Lay, of course, didn’t reveal that in the previous two months, he had secretly cashed in $20 million of his own stock by drawing down his company credit line, then repaying it with Enron shares—part of the $78 million Lay had pocketed this way over the previous 12 months.

The Company

The company was good for humanity and disrupting dinosaurs

Just as he had when Enron was riding high, Skilling labeled ExxonMobil a “dinosaur”—as though it didn’t matter that the oil giant was thriving while Enron was nearly extinct. “We were doing something special. Magical.” The money wasn’t what really mattered to him, insisted Skilling, who had banked $70 million from Enron stock. “It wasn’t a job—it was a mission,” he liked to say. “We were changing the world.

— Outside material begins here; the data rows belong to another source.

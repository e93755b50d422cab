//! Periodic position logging daemon.
//!
//! Logs the tracked position at a fixed interval, useful for reviewing a walk
//! afterwards and for diagnosing acquisition problems in the field.
//!
//! # Usage
//!
//! ```ignore
//! use villagenav::position::spawn_position_logger;
//! use tokio_util::sync::CancellationToken;
//!
//! let cancellation = CancellationToken::new();
//! let handle = spawn_position_logger(
//!     session.reader(),
//!     cancellation.clone(),
//!     std::time::Duration::from_secs(10),
//! );
//! ```
//!
//! # Output Format
//!
//! Logs are emitted at DEBUG level with structured fields:
//! - `lat`, `lon` - Smoothed position in decimal degrees
//! - `accuracy_m` - Worst accuracy in the smoothing window
//! - `source` - Source tag of the estimate
//! - `state` - Acquisition state
//! - `failures` - Consecutive acquisition failures

use std::time::Duration;

use tokio::task::JoinHandle;
use tokio_util::sync::CancellationToken;

use super::tracking::PositionReader;

/// Default logging interval.
pub const DEFAULT_LOG_INTERVAL: Duration = Duration::from_secs(10);

/// Spawns a background task that periodically logs the tracked position.
///
/// The caller should check if DEBUG logging is enabled before spawning:
///
/// ```ignore
/// if tracing::enabled!(tracing::Level::DEBUG) {
///     spawn_position_logger(reader, cancel, DEFAULT_LOG_INTERVAL);
/// }
/// ```
pub fn spawn_position_logger(
    reader: PositionReader,
    cancellation: CancellationToken,
    interval: Duration,
) -> JoinHandle<()> {
    tokio::spawn(async move {
        let mut ticker = tokio::time::interval(interval);

        loop {
            tokio::select! {
                _ = ticker.tick() => {
                    log_position(&reader);
                }
                _ = cancellation.cancelled() => {
                    tracing::debug!("Position logger stopped");
                    break;
                }
            }
        }
    })
}

fn log_position(reader: &PositionReader) {
    let status = reader.status();

    if let Some(estimate) = status.estimate {
        tracing::debug!(
            lat = format!("{:.6}", estimate.latitude),
            lon = format!("{:.6}", estimate.longitude),
            accuracy_m = format!("{:.0}", estimate.accuracy_meters),
            source = %estimate.source,
            state = %status.state,
            failures = status.consecutive_failures,
            "Position update"
        );
    } else {
        tracing::debug!(
            state = %status.state,
            failures = status.consecutive_failures,
            "Position update (no position yet)"
        );
    }
}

We were doing God’s work.”
He was openly scornful of steady, asset-based businesses that grew slowly but generated cash—then swept them away to make room for a series of ever-bigger, ever-riskier bets that brought in almost no cash at all.
According to their view, what the Enron executives had done was nothing worse than what dozens of CEOs had done in Silicon Valley, where people who worked for companies with far less to offer than Enron had fed Internet hype, cashed out, and walked away unscathed. A more extreme version of this thinking was that Enron’s sins were not incompetence and fraud but rather innovation and free-spiritedness. Enron’s dwindling collection of defenders made the same argument as Michael Milken’s defenders had in the 1980s: They were being prosecuted because they were a threat to staid, old corporate America. “You can always tell who the pioneers are, because they’re the ones with arrows in their backs,” became their refrain.

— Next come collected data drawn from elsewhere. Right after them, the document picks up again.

//! Live tracking session.
//!
//! A [`TrackingSession`] ties the pipeline together: it owns one spawned task
//! that opens device watches, feeds fixes and failures through the
//! [`AcquisitionScheduler`], smooths accepted samples and publishes the
//! resulting estimates.
//!
//! # Usage
//!
//! ```ignore
//! let session = TrackingSession::start(provider, Some(compass_rx), TrackingConfig::default());
//! let mut updates = session.subscribe();
//!
//! while let Ok(estimate) = updates.recv().await {
//!     render(session.predicted_estimate(epoch_millis_now()));
//! }
//!
//! session.stop();
//! ```
//!
//! # Design
//!
//! - Exactly one watch is open at a time; it is cancelled before the next one
//!   opens.
//! - A watch that stays silent past its mode timeout, or whose stream ends,
//!   counts as a failed acquisition.
//! - Estimates are published two ways: a snapshot readable at any time
//!   through [`PositionReader`], and a broadcast channel for push consumers.
//! - Dead reckoning is applied when reading, never fed back into the smoother.

use std::sync::Arc;

use parking_lot::{Mutex, RwLock};
use serde::Serialize;
use tokio::sync::{broadcast, mpsc};
use tokio::task::JoinHandle;
use tokio_util::sync::CancellationToken;

use super::device::{
    AcquisitionError, AcquisitionMode, LocationProvider, WatchRequest, WatchSettings,
};
use super::heading::{spawn_heading_listener, HeadingCell};
use super::predictor::{DeadReckoning, PredictorConfig};
use super::sample::{PositionSample, RawFix, SourceTag};
use super::scheduler::{AcquisitionScheduler, FixOutcome, SchedulerConfig, SchedulerState};
use super::smoother::{PositionSmoother, SmoothedEstimate, SmootherConfig};
use crate::geo::Coordinate;
use crate::time::{elapsed_seconds, epoch_millis_now};

/// Accuracy reported for the fixed debug position.
pub const DEBUG_ACCURACY_METERS: f64 = 5.0;

/// Capacity of the estimate broadcast channel.
const UPDATE_CHANNEL_CAPACITY: usize = 32;

/// Configuration for a tracking session.
#[derive(Debug, Clone, Default)]
pub struct TrackingConfig {
    pub scheduler: SchedulerConfig,
    pub smoother: SmootherConfig,
    pub predictor: PredictorConfig,
    pub watch: WatchSettings,
    /// When set, publish this fixed position and never open a watch.
    pub debug_position: Option<Coordinate>,
}

/// Snapshot of a session's state.
#[derive(Debug, Clone, PartialEq, Serialize)]
pub struct TrackingStatus {
    pub state: SchedulerState,
    pub consecutive_failures: u32,
    pub default_emitted: bool,
    /// Fixes that reached the smoother.
    pub fixes_applied: u64,
    /// Fixes dropped as invalid or out of order.
    pub fixes_rejected: u64,
    /// Latest published estimate.
    pub estimate: Option<SmoothedEstimate>,
}

impl Default for TrackingStatus {
    fn default() -> Self {
        Self {
            state: SchedulerState::HighAccuracy,
            consecutive_failures: 0,
            default_emitted: false,
            fixes_applied: 0,
            fixes_rejected: 0,
            estimate: None,
        }
    }
}

/// Cheap, cloneable read access to a session's position.
#[derive(Clone)]
pub struct PositionReader {
    status: Arc<RwLock<TrackingStatus>>,
    heading: HeadingCell,
    predictor: DeadReckoning,
}

impl PositionReader {
    /// Latest smoothed estimate, `None` before the first sample.
    pub fn current_estimate(&self) -> Option<SmoothedEstimate> {
        self.status.read().estimate
    }

    /// Latest estimate advanced by dead reckoning to `now_millis`.
    ///
    /// Uses the heading of the latest fix, or the compass heading when the
    /// fix has none.
    pub fn predicted_estimate(&self, now_millis: i64) -> Option<SmoothedEstimate> {
        let estimate = self.current_estimate()?;
        let heading = estimate.heading_degrees.or_else(|| self.heading.get());
        let elapsed = elapsed_seconds(estimate.timestamp_millis, now_millis);
        Some(
            self.predictor
                .advance(&estimate, heading, estimate.speed_mps, elapsed),
        )
    }

    pub fn status(&self) -> TrackingStatus {
        self.status.read().clone()
    }

    pub fn state(&self) -> SchedulerState {
        self.status.read().state
    }

    /// Latest compass heading, if a heading stream is attached.
    pub fn compass_heading(&self) -> Option<f64> {
        self.heading.get()
    }
}

/// A running tracking session.
///
/// Dropping the session stops it.
pub struct TrackingSession {
    reader: PositionReader,
    updates: broadcast::Sender<SmoothedEstimate>,
    cancellation: CancellationToken,
    task: Mutex<Option<JoinHandle<()>>>,
}

impl TrackingSession {
    /// Start tracking with `provider`.
    ///
    /// `heading_rx` is an optional compass stream (degrees). Must be called
    /// from within a Tokio runtime.
    pub fn start<P: LocationProvider>(
        provider: P,
        heading_rx: Option<mpsc::Receiver<f64>>,
        config: TrackingConfig,
    ) -> Self {
        let (updates, _) = broadcast::channel(UPDATE_CHANNEL_CAPACITY);
        let cancellation = CancellationToken::new();
        let heading = HeadingCell::new();
        let reader = PositionReader {
            status: Arc::new(RwLock::new(TrackingStatus::default())),
            heading: heading.clone(),
            predictor: DeadReckoning::new(config.predictor.clone()),
        };

        if let Some(rx) = heading_rx {
            spawn_heading_listener(rx, heading, cancellation.child_token());
        }

        let session = Self {
            reader,
            updates,
            cancellation,
            task: Mutex::new(None),
        };

        if let Some(position) = config.debug_position {
            session.publish_debug_position(position);
            return session;
        }

        let runner = SessionRunner {
            provider,
            scheduler: AcquisitionScheduler::new(config.scheduler),
            smoother: PositionSmoother::new(config.smoother),
            watch_settings: config.watch,
            status: Arc::clone(&session.reader.status),
            updates: session.updates.clone(),
            cancellation: session.cancellation.clone(),
        };
        *session.task.lock() = Some(tokio::spawn(runner.run()));

        session
    }

    fn publish_debug_position(&self, position: Coordinate) {
        let sample = PositionSample {
            longitude: position.longitude,
            latitude: position.latitude,
            accuracy_meters: DEBUG_ACCURACY_METERS,
            heading_degrees: None,
            speed_mps: None,
            timestamp_millis: epoch_millis_now(),
            source: SourceTag::Debug,
        };
        let estimate = SmoothedEstimate::from_sample(&sample);
        self.reader.status.write().estimate = Some(estimate);
        let _ = self.updates.send(estimate);
        tracing::info!(
            longitude = position.longitude,
            latitude = position.latitude,
            "Tracking pinned to debug position"
        );
    }

    /// Read handle that outlives borrows of the session.
    pub fn reader(&self) -> PositionReader {
        self.reader.clone()
    }

    pub fn current_estimate(&self) -> Option<SmoothedEstimate> {
        self.reader.current_estimate()
    }

    pub fn predicted_estimate(&self, now_millis: i64) -> Option<SmoothedEstimate> {
        self.reader.predicted_estimate(now_millis)
    }

    pub fn status(&self) -> TrackingStatus {
        self.reader.status()
    }

    pub fn state(&self) -> SchedulerState {
        self.reader.state()
    }

    /// Subscribe to published estimates.
    pub fn subscribe(&self) -> broadcast::Receiver<SmoothedEstimate> {
        self.updates.subscribe()
    }

    /// Stop tracking. Cancels the active watch and any pending retry.
    ///
    /// Idempotent.
    pub fn stop(&self) {
        if !self.cancellation.is_cancelled() {
            tracing::debug!("Stopping tracking session");
            self.cancellation.cancel();
        }
        self.reader.status.write().state = SchedulerState::Stopped;
    }

    pub fn is_stopped(&self) -> bool {
        self.cancellation.is_cancelled()
    }

    /// Wait for the session task to finish. Returns immediately if it
    /// already has, or if no task was started.
    pub async fn join(&self) {
        let handle = self.task.lock().take();
        if let Some(handle) = handle {
            if let Err(e) = handle.await {
                tracing::warn!(error = %e, "Tracking task ended abnormally");
            }
        }
    }
}

impl Drop for TrackingSession {
    fn drop(&mut self) {
        self.cancellation.cancel();
    }
}

/// State owned by the session task.
struct SessionRunner<P> {
    provider: P,
    scheduler: AcquisitionScheduler,
    smoother: PositionSmoother,
    watch_settings: WatchSettings,
    status: Arc<RwLock<TrackingStatus>>,
    updates: broadcast::Sender<SmoothedEstimate>,
    cancellation: CancellationToken,
}

impl<P: LocationProvider> SessionRunner<P> {
    async fn run(mut self) {
        tracing::info!("Tracking session started");
        let mut mode = AcquisitionMode::HighAccuracy;

        'session: loop {
            let request = WatchRequest::for_mode(mode, &self.watch_settings);
            let mut watch = match self.provider.watch(request) {
                Ok(watch) => watch,
                Err(error) => match self.handle_failure(error).await {
                    Some(next) => {
                        mode = next;
                        continue 'session;
                    }
                    None => break 'session,
                },
            };
            tracing::debug!(
                mode = %mode,
                timeout_ms = request.timeout.as_millis() as u64,
                maximum_age_ms = request.maximum_age.as_millis() as u64,
                "Location watch opened"
            );

            loop {
                let event = tokio::select! {
                    biased;
                    _ = self.cancellation.cancelled() => break 'session,
                    event = tokio::time::timeout(request.timeout, watch.next()) => event,
                };

                let event = match event {
                    Ok(Some(event)) => event,
                    Ok(None) => Err(AcquisitionError::PositionUnavailable),
                    Err(_) => Err(AcquisitionError::Timeout),
                };

                match event {
                    Ok(raw) => {
                        if let Some(next) = self.handle_fix(&raw) {
                            watch.cancel();
                            mode = next;
                            continue 'session;
                        }
                    }
                    Err(error) => {
                        watch.cancel();
                        match self.handle_failure(error).await {
                            Some(next) => {
                                mode = next;
                                continue 'session;
                            }
                            None => break 'session,
                        }
                    }
                }
            }
        }

        self.scheduler.stop();
        self.status.write().state = SchedulerState::Stopped;
        tracing::info!("Tracking session stopped");
    }

    /// Apply a fix. Returns the mode to switch to, if any.
    fn handle_fix(&mut self, raw: &RawFix) -> Option<AcquisitionMode> {
        match self.scheduler.on_fix(raw, epoch_millis_now()) {
            Ok(FixOutcome::Applied { sample, switch_to }) => {
                let estimate = self.smoother.ingest(&sample);
                tracing::trace!(
                    longitude = estimate.longitude,
                    latitude = estimate.latitude,
                    accuracy_m = estimate.accuracy_meters,
                    source = %estimate.source,
                    "Position estimate updated"
                );
                {
                    let mut status = self.status.write();
                    status.fixes_applied += 1;
                    status.estimate = Some(estimate);
                    self.sync_status(&mut status);
                }
                let _ = self.updates.send(estimate);
                switch_to
            }
            Ok(FixOutcome::Stale {
                timestamp_millis,
                last_applied_millis,
            }) => {
                tracing::debug!(
                    timestamp_millis,
                    last_applied_millis,
                    "Discarding out-of-order fix"
                );
                self.status.write().fixes_rejected += 1;
                None
            }
            Ok(FixOutcome::Ignored) => None,
            Err(e) => {
                tracing::warn!(error = %e, "Dropping invalid fix");
                self.status.write().fixes_rejected += 1;
                None
            }
        }
    }

    /// Apply a failure and wait out the retry delay.
    ///
    /// Returns the mode for the next watch, `None` when the session is
    /// stopping.
    async fn handle_failure(&mut self, error: AcquisitionError) -> Option<AcquisitionMode> {
        let outcome = self.scheduler.on_failure(error, epoch_millis_now())?;

        {
            let mut status = self.status.write();
            self.sync_status(&mut status);

            // Published even over an older real estimate, but never smoothed
            if let Some(default) = outcome.default_sample {
                let estimate = SmoothedEstimate::from_sample(&default);
                status.estimate = Some(estimate);
                let _ = self.updates.send(estimate);
            }
        }

        if !outcome.retry_delay.is_zero() {
            tokio::select! {
                biased;
                _ = self.cancellation.cancelled() => return None,
                _ = tokio::time::sleep(outcome.retry_delay) => {}
            }
        }

        Some(outcome.retry_mode)
    }

    fn sync_status(&self, status: &mut TrackingStatus) {
        if status.state != SchedulerState::Stopped {
            status.state = self.scheduler.state();
        }
        status.consecutive_failures = self.scheduler.consecutive_failures();
        status.default_emitted = self.scheduler.default_emitted();
    }
}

Telling the market what they want to hear, pointing forward

Besides, the Enron story, when Skilling told it, sounded so good; otherwise intelligent people were reduced to nodding their heads in agreement. Skilling listened to what the market wanted and sold Enron that way.
Always before, Skilling was able to come with a new big enchilada to drive the business—and the stock price. That was the part of being a businessman that he loved. But he was out of big ideas. Righting Enron required lowering everyone’s expectations—something he could not bring himself to do—and fixing problems, which he hated. “It was getting hard,” says a former executive, “and Jeff doesn’t do hard.”

All the appearances of success

“Enron is literally unbeatable at what they do,” raved David Fleischer, a securities analyst at Goldman Sachs. “The industry standard for excellence,” chimed in Deutsche Bank’s Edward Tirello. “Enron is the one to emulate,” wrote the Financial Times.
That Skilling himself sometimes seemed unable to give a coherent explanation of Enron’s business—at times, he got by with saying “We’re a cool company”—bothered no one. All that mattered was that the stock was going up. Because the stock was rising, Enron’s executives were seen as brilliant.
It was so easy to believe, for signs of success were everywhere. Enron was building a flashy 40-story skyscraper, designed by the architectural superstar Cesar Pelli, at a cost of about $200 million—complete with a $1 million, hand-etched relief map of the world that hung from the atrium ceiling on 18-foot glass panels. Lay told employees that the building “may become kind of the landmark for downtown Houston.” (It was still under construction when Enron collapsed; the building was sold for $102 million in 2002.) In London, Enron’s expensive new offices overlooked Buckingham Palace. “You walked through the offices every day and thought, ‘Someone is paying for this,’ ” says a former Enron Europe employee. “We all had faith based on empirical observations.”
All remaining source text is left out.